Stay-at-Home Seven: March 28 to April 3

TV and streaming highlights for the week ahead

by Amber Wilkinson

Rachel McAdams, Michael Keaton and Mark Ruffalo in Spotlight.
Rachel McAdams, Michael Keaton and Mark Ruffalo in Spotlight.
Spotlight, 11.40pm, BBC2, Monday, April 28

Considered a "surprise" winner when it took home the Best Picture gong at the 2016 Oscars - where it beat stiff competition from The Revenant, The Bridge Of Spies and Mad Max Fury Road - this is a slow burn film that packs real emotional punch. Tom McCarthy - who also shared the screenwriting Oscar with his co-scribe Josh Singer, who would go on to co-write The Post - champions the sheer hard work of journalists in this retelling of how Boston Globe journalists broke a Catholic Church abuse scandal. Spotlight - which features cracking performances from Mark Ruffalo, Rachel McAdams and Michael Keaton, among others - has a complexity that goes beyond the specific case to ask questions about the way institutions and communities can cover up wrongdoing. Read our interviews on Spotlight with Tom McCarthy, actors Neil Huff, Brian d'Arcy James, Bobby Cannavale and writer Josh Singer.
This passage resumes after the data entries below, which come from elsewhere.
use std::sync::Arc;

use storyreel_core::{
    events::{EnrichedEvent, EventBus},
    queues::QueueKind,
    workers::{
        GenerationOutput, InputSpec, PipelineFailed, PipelineStageChanged, SegmentRendered,
        StoryAssembled, SubscriptionSpec, Worker,
    },
};
use tracing::{debug, info, warn};

/// Writes every pipeline and generation event to the log
#[derive(Default)]
pub struct EventLogWorker;

impl Worker for EventLogWorker {
    const SUBSCRIBER_ID: &'static str = "log.events";

    fn subscription() -> SubscriptionSpec {
        let fifo = || QueueKind::FifoDropOldest { capacity: 64 };
        SubscriptionSpec {
            subscriber_id: Self::SUBSCRIBER_ID,
            inputs: vec![
                InputSpec {
                    event_type: PipelineStageChanged::EVENT_TYPE,
                    queue_kind: fifo(),
                },
                InputSpec {
                    event_type: SegmentRendered::EVENT_TYPE,
                    queue_kind: fifo(),
                },
                InputSpec {
                    event_type: StoryAssembled::EVENT_TYPE,
                    queue_kind: fifo(),
                },
                InputSpec {
                    event_type: PipelineFailed::EVENT_TYPE,
                    queue_kind: fifo(),
                },
                InputSpec {
                    event_type: GenerationOutput::EVENT_TYPE,
                    queue_kind: QueueKind::Isolated {
                        output_buffer: 256,
                    },
                },
            ],
        }
    }

    async fn handle(&mut self, event: Arc<EnrichedEvent>, _bus: &EventBus) -> anyhow::Result<()> {
        let payload = serde_json::to_string(event.event.as_ref())?;
        let event_type = event.event.event_type();
        let story_id = event.event.story_id().unwrap_or("-");

        match event_type {
            PipelineFailed::EVENT_TYPE => {
                warn!(event_type, story_id, seq = event.ingest_seq, %payload, "event")
            }
            GenerationOutput::EVENT_TYPE | SegmentRendered::EVENT_TYPE => {
                debug!(event_type, story_id, seq = event.ingest_seq, %payload, "event")
            }
            _ => info!(event_type, story_id, seq = event.ingest_seq, %payload, "event"),
        }
        Ok(())
    }
}
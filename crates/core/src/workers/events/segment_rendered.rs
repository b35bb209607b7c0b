use std::{any::Any, time::SystemTime};

use serde::Serialize;
use uuid::Uuid;

use crate::{events::Event, types::RenderedClip, workers::events::EventHeader};

#[derive(Clone, Debug, Serialize)]
pub struct SegmentRendered {
    pub header: EventHeader,
    pub story_id: String,
    pub clip: RenderedClip,
    pub duration: f64,
}

impl SegmentRendered {
    pub const EVENT_TYPE: &'static str = "segment.rendered";

    pub fn new(parent: Option<Uuid>, story_id: &str, clip: RenderedClip, duration: f64) -> Self {
        Self {
            header: EventHeader::new(parent),
            story_id: story_id.to_string(),
            clip,
            duration,
        }
    }
}

impl Event for SegmentRendered {
    fn event_id(&self) -> Uuid {
        self.header.event_id
    }

    fn parent_ids(&self) -> &[Uuid] {
        &self.header.parent_ids
    }

    fn event_type(&self) -> &'static str {
        Self::EVENT_TYPE
    }

    fn timestamp(&self) -> SystemTime {
        self.header.timestamp
    }

    fn story_id(&self) -> Option<&str> {
        Some(&self.story_id)
    }

    fn as_any(&self) -> &dyn Any {
        self as &dyn Any
    }
}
A Monster Calls, 11.15pm BBC2, Tuesday, March 29

Patrick Ness adapts his own award-winning children's novel for Juan Antonio Bayona's film about a youngster's turbulent emotions in the face of his mum's terminal illness. Conor (Lewis MacDougall) is left vulnerable by his situation, bullied at school and suffering nightmares, until, in the small hours, a yew tree from the nearby churchyard uproots itself and comes to visit - promising to tell Conor three stories in return from one from himself that will reveal "the truth" about his nightmare. Although this is dealing with tough themes that some sensitive children, or those who have suffered loss, may find too much, the monster presents interesting themes to its target audience (not that they'll be staying up to catch it this late) with just enough danger mixed in with the magic.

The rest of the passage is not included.